Data for analysis
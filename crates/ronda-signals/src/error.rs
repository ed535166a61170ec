//! Error types for signal computation.

use thiserror::Error;

/// Result type for signal operations.
pub type Result<T> = std::result::Result<T, SignalError>;

/// Errors raised while configuring or computing signals.
#[derive(Debug, Error)]
pub enum SignalError {
    /// Invalid signal configuration
    #[error("Invalid signal configuration: {0}")]
    InvalidConfig(String),

    /// Month index outside the price panel
    #[error("Month index {index} is outside a panel of {months} months")]
    MonthOutOfRange {
        /// Requested month index
        index: usize,
        /// Months in the panel
        months: usize,
    },
}
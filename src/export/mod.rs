//! Snapshot export surface for external consumers
//!
//! Persistence and visualization collaborators poll these structures; the
//! field names are the contract, the encoding is theirs to choose.

use serde::{Deserialize, Serialize};

use crate::alerts::Alert;
use crate::analysis::{SafetyStatus, StatSnapshot};
use crate::motes::{Location, Reading};

/// One mote's cell in the pollution map
#[derive(Debug, Clone, Serialize, Deserialize)]
pub struct PollutionCell {
    /// Mote identifier
    pub mote_id: String,
    /// Mote position
    pub location: Location,
    /// Latest rolling-average classification for the mote
    pub status: SafetyStatus,
}

/// Serializable view of the whole pipeline at one instant
#[derive(Debug, Clone, Serialize, Deserialize)]
pub struct SystemSnapshot {
    /// Most recent readings across all motes, newest last
    pub readings: Vec<Reading>,
    /// Global rolling statistics
    pub statistics: StatSnapshot,
    /// Per-mote location and safety status
    pub pollution_map: Vec<PollutionCell>,
    /// Most recent alerts, newest last
    pub alerts: Vec<Alert>,
}

impl SystemSnapshot {
    /// Encode the snapshot as pretty-printed JSON.
    ///
    /// Convenience for text-based collaborators; binary consumers can
    /// serialize the structure themselves.
    pub fn to_json(&self) -> anyhow::Result<String> {
        Ok(serde_json::to_string_pretty(self)?)
    }
}

#[cfg(test)]
mod tests {
    use super::*;
    use crate::analysis::GLOBAL_SCOPE;

    #[test]
    fn test_snapshot_serializes_with_contract_fields() {
        let snapshot = SystemSnapshot {
            readings: vec![],
            statistics: StatSnapshot::empty(GLOBAL_SCOPE),
            pollution_map: vec![PollutionCell {
                mote_id: "MOTE-001".to_string(),
                location: Location { x: 3.0, y: 4.0 },
                status: SafetyStatus::Safe,
            }],
            alerts: vec![],
        };

        let json = serde_json::to_value(&snapshot).unwrap();
        assert!(json.get("readings").is_some());
        assert!(json.get("statistics").is_some());
        assert!(json.get("pollution_map").is_some());
        assert!(json.get("alerts").is_some());

        let cell = &json["pollution_map"][0];
        assert_eq!(cell["mote_id"], "MOTE-001");
        assert_eq!(cell["location"]["x"], 3.0);
        assert_eq!(cell["status"], "Safe");

        let text = snapshot.to_json().unwrap();
        let parsed: SystemSnapshot = serde_json::from_str(&text).unwrap();
        assert_eq!(parsed.pollution_map.len(), 1);
    }
}
// Copyright (c) 2026 bad-antics
// Licensed under the MIT License. See LICENSE file in the project root.
// https://github.com/bad-antics/dustgrid-rs

//! Configuration module

use anyhow::Result;
use serde::{Deserialize, Serialize};
use std::path::{Path, PathBuf};
use thiserror::Error;
use tracing::info;

/// Configuration problems, raised only at startup — never mid-run
#[derive(Debug, Error)]
pub enum ConfigError {
    /// The simulation needs at least one mote
    #[error("number of motes must be at least 1")]
    NoMotes,

    /// Non-positive sampling interval
    #[error("sampling interval must be positive, got {0}")]
    InvalidInterval(f64),

    /// Non-positive finite duration
    #[error("duration must be positive, got {0}")]
    InvalidDuration(f64),

    /// Non-positive safety threshold
    #[error("{metric} safe threshold must be positive, got {value}")]
    InvalidThreshold {
        /// Which metric the threshold belongs to
        metric: &'static str,
        /// The rejected value
        value: f64,
    },

    /// Spike probability outside `0.0..=1.0`
    #[error("spike probability must be within 0.0..=1.0, got {0}")]
    InvalidSpikeProbability(f64),

    /// Zero retention or statistics window capacity
    #[error("retention and window capacities must be at least 1")]
    InvalidCapacity,
}

/// Main application configuration
#[derive(Debug, Clone, Serialize, Deserialize)]
pub struct Config {
    /// Log level
    pub log_level: String,

    /// Simulation run parameters
    pub simulation: SimulationConfig,

    /// Safety thresholds
    pub thresholds: ThresholdConfig,

    /// Retention and windowing
    pub store: StoreConfig,
}

impl Default for Config {
    fn default() -> Self {
        Self {
            log_level: "info".to_string(),
            simulation: SimulationConfig::default(),
            thresholds: ThresholdConfig::default(),
            store: StoreConfig::default(),
        }
    }
}

impl Config {
    /// Load configuration from file
    pub fn load(path: &Path) -> Result<Self> {
        let content = std::fs::read_to_string(path)?;
        let config: Config = toml::from_str(&content)?;
        info!("Loaded configuration from {:?}", path);
        Ok(config)
    }

    /// Save configuration to file
    pub fn save(&self, path: &Path) -> Result<()> {
        let content = toml::to_string_pretty(self)?;
        std::fs::write(path, content)?;
        info!("Saved configuration to {:?}", path);
        Ok(())
    }

    /// Load or create default configuration
    pub fn load_or_create(path: &Path) -> Result<Self> {
        if path.exists() {
            Self::load(path)
        } else {
            let config = Self::default();

            if let Some(parent) = path.parent() {
                std::fs::create_dir_all(parent)?;
            }

            config.save(path)?;
            Ok(config)
        }
    }

    /// Get configuration directory
    pub fn config_dir() -> PathBuf {
        dirs::config_dir()
            .map(|d| d.join("dustgrid"))
            .unwrap_or_else(|| PathBuf::from("./config"))
    }

    /// Get default configuration path
    pub fn default_path() -> PathBuf {
        Self::config_dir().join("config.toml")
    }

    /// Check every run parameter; the orchestrator refuses to start on the
    /// first violation found.
    pub fn validate(&self) -> Result<(), ConfigError> {
        if self.simulation.num_motes < 1 {
            return Err(ConfigError::NoMotes);
        }
        if self.simulation.sampling_interval_secs <= 0.0 {
            return Err(ConfigError::InvalidInterval(
                self.simulation.sampling_interval_secs,
            ));
        }
        if let Some(duration) = self.simulation.duration_secs {
            if duration <= 0.0 {
                return Err(ConfigError::InvalidDuration(duration));
            }
        }
        if self.thresholds.pm25_safe <= 0.0 {
            return Err(ConfigError::InvalidThreshold {
                metric: "pm25",
                value: self.thresholds.pm25_safe,
            });
        }
        if self.thresholds.pm10_safe <= 0.0 {
            return Err(ConfigError::InvalidThreshold {
                metric: "pm10",
                value: self.thresholds.pm10_safe,
            });
        }
        if !(0.0..=1.0).contains(&self.simulation.spike_probability) {
            return Err(ConfigError::InvalidSpikeProbability(
                self.simulation.spike_probability,
            ));
        }
        if self.store.per_mote_retention < 1
            || self.store.global_retention < 1
            || self.store.stats_window < 1
        {
            return Err(ConfigError::InvalidCapacity);
        }
        Ok(())
    }
}

/// Simulation run parameters
#[derive(Debug, Clone, Serialize, Deserialize)]
pub struct SimulationConfig {
    /// Number of motes to spawn
    pub num_motes: usize,

    /// Seconds between tick waves
    pub sampling_interval_secs: f64,

    /// Run length in seconds; `None` runs until stopped
    pub duration_secs: Option<f64>,

    /// Side length of the square deployment area in meters
    pub area_size: f64,

    /// Per-tick chance a mote starts a pollution spike episode
    pub spike_probability: f64,

    /// Fixed seed for reproducible runs
    pub seed: Option<u64>,
}

impl Default for SimulationConfig {
    fn default() -> Self {
        Self {
            num_motes: 5,
            sampling_interval_secs: 2.0,
            duration_secs: Some(60.0),
            area_size: 100.0,
            spike_probability: 0.02,
            seed: None,
        }
    }
}

/// Safe pollution thresholds (WHO guideline values), µg/m³
#[derive(Debug, Clone, Copy, PartialEq, Serialize, Deserialize)]
pub struct ThresholdConfig {
    /// PM2.5 safe threshold
    pub pm25_safe: f64,

    /// PM10 safe threshold
    pub pm10_safe: f64,
}

impl Default for ThresholdConfig {
    fn default() -> Self {
        Self {
            pm25_safe: 25.0,
            pm10_safe: 50.0,
        }
    }
}

/// Retention caps and statistics windowing
#[derive(Debug, Clone, Serialize, Deserialize)]
pub struct StoreConfig {
    /// Readings kept per mote
    pub per_mote_retention: usize,

    /// Readings kept across all motes
    pub global_retention: usize,

    /// Readings the rolling statistics reduce over
    pub stats_window: usize,
}

impl Default for StoreConfig {
    fn default() -> Self {
        Self {
            per_mote_retention: 100,
            global_retention: 1000,
            stats_window: 100,
        }
    }
}
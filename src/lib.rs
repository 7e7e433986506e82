// Copyright (c) 2026 bad-antics
// Licensed under the MIT License. See LICENSE file in the project root.
// https://github.com/bad-antics/dustgrid-rs

//! DustGrid - Smart Dust Environmental Monitoring Simulation
//!
//! A Rust pipeline that simulates a network of Smart Dust motes emitting
//! pollution readings, with:
//! - Per-mote synthetic generation (baseline profiles, spike episodes)
//! - Bounded per-mote and global reading retention
//! - Rolling aggregate statistics with SAFE/UNSAFE classification
//! - Threshold-based severity alerting (LOW → CRITICAL)
//! - Concurrent tick waves driven by a single orchestrator
//!
//! # Architecture
//!
//! ```text
//! ┌──────────────────────────────────────────────────────────┐
//! │                      Orchestrator                        │
//! ├──────────────────────────────────────────────────────────┤
//! │  ┌───────┐   ┌─────────┐   ┌────────────┐   ┌─────────┐  │
//! │  │ Motes │ → │ Reading │ → │ Statistics │ → │  Alert  │  │
//! │  │ (N×)  │   │  Store  │   │   Engine   │   │ Classif.│  │
//! │  └───────┘   └─────────┘   └────────────┘   └────┬────┘  │
//! │                                                  ↓       │
//! │  ┌─────────────────────────────────┐        ┌─────────┐  │
//! │  │            Event Bus            │ ←───── │AlertLog │  │
//! │  └─────────────────────────────────┘        └─────────┘  │
//! └──────────────────────────────────────────────────────────┘
//!           ↓ snapshot()
//!   external persistence / visualization consumers
//! ```

#![warn(missing_docs)]
#![allow(dead_code)]

pub mod alerts;
pub mod analysis;
pub mod config;
pub mod core;
pub mod export;
pub mod motes;
pub mod store;

// Re-exports for convenience
pub use alerts::{Alert, AlertClassifier, AlertLog, Metric, Severity};
pub use analysis::{SafetyStatus, StatSnapshot, StatisticsEngine};
pub use config::{Config, ConfigError, ThresholdConfig};
pub use crate::core::{EventBus, Orchestrator, SimulationState};
pub use export::{PollutionCell, SystemSnapshot};
pub use motes::{Location, Mote, Reading};
pub use store::ReadingStore;

/// DustGrid version
pub const VERSION: &str = env!("CARGO_PKG_VERSION");

/// DustGrid name
pub const NAME: &str = "DustGrid";

/// Install a global tracing subscriber, honoring `RUST_LOG` and falling
/// back to `default_filter`.
pub fn init_logging(default_filter: &str) -> anyhow::Result<()> {
    use tracing_subscriber::EnvFilter;

    let filter = EnvFilter::try_from_default_env()
        .unwrap_or_else(|_| EnvFilter::new(default_filter));

    tracing_subscriber::fmt()
        .with_env_filter(filter)
        .with_target(false)
        .try_init()
        .map_err(|e| anyhow::anyhow!("failed to install tracing subscriber: {e}"))?;

    Ok(())
}
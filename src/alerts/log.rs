// Copyright (c) 2026 bad-antics
// Licensed under the MIT License. See LICENSE file in the project root.
// https://github.com/bad-antics/dustgrid-rs

//! Append-only alert history

use std::collections::HashMap;

use parking_lot::RwLock;

use super::{Alert, Severity};

/// Queryable history of every alert raised during a run.
///
/// Strictly append-only: entries are never deleted or reordered, so the
/// log order is detection order. Writes serialize on the lock; the
/// orchestrator's alert path is the single writer.
#[derive(Default)]
pub struct AlertLog {
    alerts: RwLock<Vec<Alert>>,
}

impl AlertLog {
    /// Create an empty log.
    pub fn new() -> Self {
        Self::default()
    }

    /// Append an alert.
    pub fn record(&self, alert: Alert) {
        self.alerts.write().push(alert);
    }

    /// Total alerts recorded
    pub fn len(&self) -> usize {
        self.alerts.read().len()
    }

    /// True when nothing has been recorded yet
    pub fn is_empty(&self) -> bool {
        self.alerts.read().is_empty()
    }

    /// Last `n` alerts, oldest first / newest last.
    pub fn recent(&self, n: usize) -> Vec<Alert> {
        let alerts = self.alerts.read();
        alerts
            .iter()
            .skip(alerts.len().saturating_sub(n))
            .cloned()
            .collect()
    }

    /// All alerts raised by one mote, in detection order.
    pub fn by_mote(&self, mote_id: &str) -> Vec<Alert> {
        self.alerts
            .read()
            .iter()
            .filter(|a| a.mote_id == mote_id)
            .cloned()
            .collect()
    }

    /// Alert counts grouped by severity tier.
    pub fn count_by_severity(&self) -> HashMap<Severity, usize> {
        let mut counts = HashMap::new();
        for alert in self.alerts.read().iter() {
            *counts.entry(alert.severity).or_insert(0) += 1;
        }
        counts
    }
}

Task item
After locating the line holding "impl Default for ThresholdConfig" above, output exactly that line and every line after it through the line holding "global reading retention". Include nothing else.

Output of the task
impl Default for ThresholdConfig {
    fn default() -> Self {
        Self {
            pm25_safe: 25.0,
            pm10_safe: 50.0,
        }
    }
}

/// Retention caps and statistics windowing
#[derive(Debug, Clone, Serialize, Deserialize)]
pub struct StoreConfig {
    /// Readings kept per mote
    pub per_mote_retention: usize,

    /// Readings kept across all motes
    pub global_retention: usize,

    /// Readings the rolling statistics reduce over
    pub stats_window: usize,
}

impl Default for StoreConfig {
    fn default() -> Self {
        Self {
            per_mote_retention: 100,
            global_retention: 1000,
            stats_window: 100,
        }
    }
}
filename src/lib.rs
repository 7e7e433986506e82
// Copyright (c) 2026 bad-antics
// Licensed under the MIT License. See LICENSE file in the project root.
// https://github.com/bad-antics/dustgrid-rs

//! DustGrid - Smart Dust Environmental Monitoring Simulation
//!
//! A Rust pipeline that simulates a network of Smart Dust motes emitting
//! pollution readings, with:
//! - Per-mote synthetic generation (baseline profiles, spike episodes)
//! - Bounded per-mote and global reading retention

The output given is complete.